Itu belum catatan-catatan ekspansif beberapa perusahaan multinasional besar lain seperti Cargill Inc yang berkantor pusat di Minnetonka, Minnesota, AS. Atau Sinar Mas dan Asian Agri.
Intinya, agar ketahanan pangan AS dan Eropa tidak hancur akibat berkembangnya industri biofule maka industri yang ada di AS dan Eropa jangan lagi memakai jagung, kedelai dalam negerinya. Ambil saja kelapa sawit dari Indonesia dengan cara apapun, agar tetap murah.
Kalau bisa Indonesia dan Malaysia dicegah untuk bisa menghasilkan biofuel secara mandiri. Atau mencegah agar Indonesia dan Malaysia tak mampu mengembangkan industri produk-produk turunan kelapa sawit.
Kalau perlu, AS dan Eropa menempatkan banyak perusahaannya di Indonesia untuk menghasilkan biofuel. Indonesia cukup hanya menyediakan lahan dan bahan mentah saja.

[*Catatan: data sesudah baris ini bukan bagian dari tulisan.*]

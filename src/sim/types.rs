//! Core simulation timing configuration.

/// Centralized simulation timing.
///
/// All devices and the district environment reference this struct for timing
/// parameters, eliminating duplicated `dt_hours` computations.
///
/// # Examples
///
/// ```
/// use mpc_design_eval::sim::types::SimConfig;
///
/// let cfg = SimConfig::new(24, 1, 42);
/// assert_eq!(cfg.dt_hours, 1.0);
/// assert_eq!(cfg.total_steps(), 24);
/// ```
#[derive(Debug, Clone)]
pub struct SimConfig {
    /// Number of simulation steps per day.
    pub steps_per_day: usize,
    /// Number of days to simulate.
    pub days: usize,
    /// Duration of one timestep in hours, derived as `24.0 / steps_per_day`.
    pub dt_hours: f64,
    /// Master random seed for reproducibility.
    pub seed: u64,
}

impl SimConfig {
    /// Creates a new simulation configuration.
    ///
    /// # Panics
    ///
    /// Panics if `steps_per_day` or `days` is zero.
    pub fn new(steps_per_day: usize, days: usize, seed: u64) -> Self {
        assert!(steps_per_day > 0, "steps_per_day must be > 0");
        assert!(days > 0, "days must be > 0");
        Self {
            steps_per_day,
            days,
            dt_hours: 24.0 / steps_per_day as f64,
            seed,
        }
    }

    /// Total number of simulation steps across all days.
    pub fn total_steps(&self) -> usize {
        self.steps_per_day * self.days
    }
}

Dengan atas nama pemberdayaan petani sawit kecil, mereka memaksa pemerintah membuat aturan-aturan agar petani kecil dipermudah untuk membakar lahan, menanam sawit dan hasil mentahnya dijual ke mereka dan kemudian mereka olah menjadi biofuel.
Kalau ada industri sawit menengah milik pengusaha pribumi, atas nama keselamatan lingkungan, maka mereka menekan pemerintah untuk membuat UU agar tidak membuka lahan baru. Kalau terjadi kebakaran, maka pengusaha-pengusaha pribumilah yang jadi tersangkanya.
Mereka juga ingin, kalau perlu, sawah yang ada disulap untuk ditanami sorgum untuk menghasilkan biofuel (ini sudah terjadi.red). Kalau perlu juga seluruh ladang jagung, ladang tebu atau ladang-ladang yang ada hasilnya dijual ke perusahaan-perusahaan asing yang ada di Indonesia.
Atas nama investasi untuk meningkatkan pertumbuhan ekonomi, pemerintah bahkan mempercepat perizinan untuk mengembangkan beberapa industri energi baru terbarukan di Indonesia. Dalam jangka pendek, naiknya tingkat investasi memang akan meningkatkan angka pertumbuhan ekonomi.
Namun, kelak Indonesia mungkin akan menyadari bahwa ternyata Indonesia hanya dijadikan tempat sampah untuk membuang cost hancurnya ketahanan pangan di AS dan Eropa akibat meningkatnya industri biofuel disana. Bukan hanya itu, ketahanan pangan Indonesia juga ikut hancur. Mirip seperti yang terjadi di AS dan Eropa beberapa tahun lalu.